Debt services businesses — Regulations amid growing relevance

According to a report published last month by Experian, U.S. consumer debt grew to just under $15 trillion following the recession that began at the start of 2020.

During the pandemic, economic uncertainty led to more consumer borrowing, resulting in a decade-high 6% annual increase in outstanding consumer debt, with student loans and mortgages accounting for the largest increases in debt. With home prices at all-time highs and universities apparently unwilling to lower tuition rates, we can expect debt trends to continue, barring federal action on debt cancellation which seems a tenuous prospect.

With more Americans saddled with more debt than ever before, the services of debt management, debt settlement, and credit services businesses are certain to be in greater demand. These businesses offer consumers help in planning, managing, and consolidating debt, some even acting as agents of debtors for the payment of obligations to creditors. Others focus on credit scores specifically, offering counseling and plans to increase consumer credit scores over the course of the business relationship. As debt rises, the pool of clients and the value of debt management services is likely to rise with it.

With regard to regulation, most states require debt management firms to hold a state-issued license in order to charge fees for their services. Licensing usually involves background checks for owners and officers, surety bond obtainment, and financial reviews and credit checks, with application fees ranging from several hundred to several thousand dollars depending on the state. Often, individual counselors must be licensed as well as the business entity itself. But not all states require licenses — Alabama, Massachusetts, New Mexico, and others may have regulations relevant to this industry without an actual license requirement.

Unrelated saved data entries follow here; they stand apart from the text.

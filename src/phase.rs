//! Phase definitions for the requirement process.
//!
//! The workflow is a fixed, ordered set of stages. Work phases run workers,
//! review phases gate a work phase behind a human decision (gated mode only),
//! and `Complete`/`Failed` are terminal.

use anyhow::Result;
use serde::{Deserialize, Serialize};

/// A stage of the requirement process.
#[derive(
    Debug, Clone, Copy, PartialEq, Eq, Hash, PartialOrd, Ord, Default, Serialize, Deserialize,
)]
#[serde(rename_all = "snake_case")]
pub enum Phase {
    #[default]
    Initialization,
    SystemAnalysis,
    FunctionalRequirements,
    FunctionalReview,
    NonFunctionalRequirements,
    NonFunctionalReview,
    DataArchitecture,
    SolutionArchitecture,
    SolutionReview,
    Integration,
    Complete,
    Failed,
}

impl Phase {
    /// Every phase in declaration order.
    pub const ALL: [Phase; 12] = [
        Phase::Initialization,
        Phase::SystemAnalysis,
        Phase::FunctionalRequirements,
        Phase::FunctionalReview,
        Phase::NonFunctionalRequirements,
        Phase::NonFunctionalReview,
        Phase::DataArchitecture,
        Phase::SolutionArchitecture,
        Phase::SolutionReview,
        Phase::Integration,
        Phase::Complete,
        Phase::Failed,
    ];

    /// Phases that run registered workers.
    pub const WORK_PHASES: [Phase; 5] = [
        Phase::SystemAnalysis,
        Phase::FunctionalRequirements,
        Phase::NonFunctionalRequirements,
        Phase::DataArchitecture,
        Phase::SolutionArchitecture,
    ];

    pub fn as_str(&self) -> &'static str {
        match self {
            Phase::Initialization => "initialization",
            Phase::SystemAnalysis => "system_analysis",
            Phase::FunctionalRequirements => "functional_requirements",
            Phase::FunctionalReview => "functional_review",
            Phase::NonFunctionalRequirements => "non_functional_requirements",
            Phase::NonFunctionalReview => "non_functional_review",
            Phase::DataArchitecture => "data_architecture",
            Phase::SolutionArchitecture => "solution_architecture",
            Phase::SolutionReview => "solution_review",
            Phase::Integration => "integration",
            Phase::Complete => "complete",
            Phase::Failed => "failed",
        }
    }

    /// Human-readable name for terminal output.
    pub fn display_name(&self) -> &'static str {
        match self {
            Phase::Initialization => "Initialization",
            Phase::SystemAnalysis => "System analysis",
            Phase::FunctionalRequirements => "Functional requirements",
            Phase::FunctionalReview => "Functional review",
            Phase::NonFunctionalRequirements => "Non-functional requirements",
            Phase::NonFunctionalReview => "Non-functional review",
            Phase::DataArchitecture => "Data architecture",
            Phase::SolutionArchitecture => "Solution architecture",
            Phase::SolutionReview => "Solution review",
            Phase::Integration => "Integration",
            Phase::Complete => "Complete",
            Phase::Failed => "Failed",
        }
    }

    pub fn is_terminal(&self) -> bool {
        matches!(self, Phase::Complete | Phase::Failed)
    }

    pub fn is_review(&self) -> bool {
        matches!(
            self,
            Phase::FunctionalReview | Phase::NonFunctionalReview | Phase::SolutionReview
        )
    }

    pub fn is_work_phase(&self) -> bool {
        Self::WORK_PHASES.contains(self)
    }

    /// The review phase that gates this phase in gated mode.
    pub fn review_phase(&self) -> Option<Phase> {
        match self {
            Phase::FunctionalRequirements => Some(Phase::FunctionalReview),
            Phase::NonFunctionalRequirements => Some(Phase::NonFunctionalReview),
            Phase::SolutionArchitecture => Some(Phase::SolutionReview),
            _ => None,
        }
    }

    /// For a review phase, the work phase it reviews.
    pub fn reviewed_phase(&self) -> Option<Phase> {
        match self {
            Phase::FunctionalReview => Some(Phase::FunctionalRequirements),
            Phase::NonFunctionalReview => Some(Phase::NonFunctionalRequirements),
            Phase::SolutionReview => Some(Phase::SolutionArchitecture),
            _ => None,
        }
    }

    pub fn is_gateable(&self) -> bool {
        self.review_phase().is_some()
    }

    /// Upstream phases whose outputs this phase consumes.
    pub fn requires(&self) -> &'static [Phase] {
        match self {
            Phase::FunctionalRequirements => &[Phase::SystemAnalysis],
            Phase::NonFunctionalRequirements => &[Phase::FunctionalRequirements],
            Phase::DataArchitecture => &[Phase::FunctionalRequirements],
            Phase::SolutionArchitecture => {
                &[Phase::NonFunctionalRequirements, Phase::DataArchitecture]
            }
            Phase::Integration => &[Phase::SolutionArchitecture],
            _ => &[],
        }
    }
}

impl std::fmt::Display for Phase {
    fn fmt(&self, f: &mut std::fmt::Formatter<'_>) -> std::fmt::Result {
        f.write_str(self.as_str())
    }
}

impl std::str::FromStr for Phase {
    type Err = anyhow::Error;

    fn from_str(s: &str) -> Result<Self, Self::Err> {
        let normalized = s.trim().to_lowercase().replace('-', "_");
        Phase::ALL
            .iter()
            .copied()
            .find(|p| p.as_str() == normalized)
            .ok_or_else(|| {
                anyhow::anyhow!(
                    "Invalid phase '{}'. Valid values: {}",
                    s,
                    Phase::ALL
                        .iter()
                        .map(|p| p.as_str())
                        .collect::<Vec<_>>()
                        .join(", ")
                )
            })
    }
}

Still other states — Hawaii, North Carolina, and Louisiana — might prohibit debt services activities altogether.

If you are a debt services company or are planning to start a business, it is important to know each state’s precise regulations relating to your activities. Aside from industry-specific state licensure, there may be federal hurdles, state tax registrations for which you are liable, and local business licenses which you may need to obtain in order to operate your business legally.

CT Corporation has a team of industry experts to help navigate the motley regulations of the debt services industry. Whether filing for initial licensure, managing license renewals, or making major changes to your existing license portfolio, CT Corporation will ensure your business is organized and compliant on day one and beyond. Contact us for a consultation.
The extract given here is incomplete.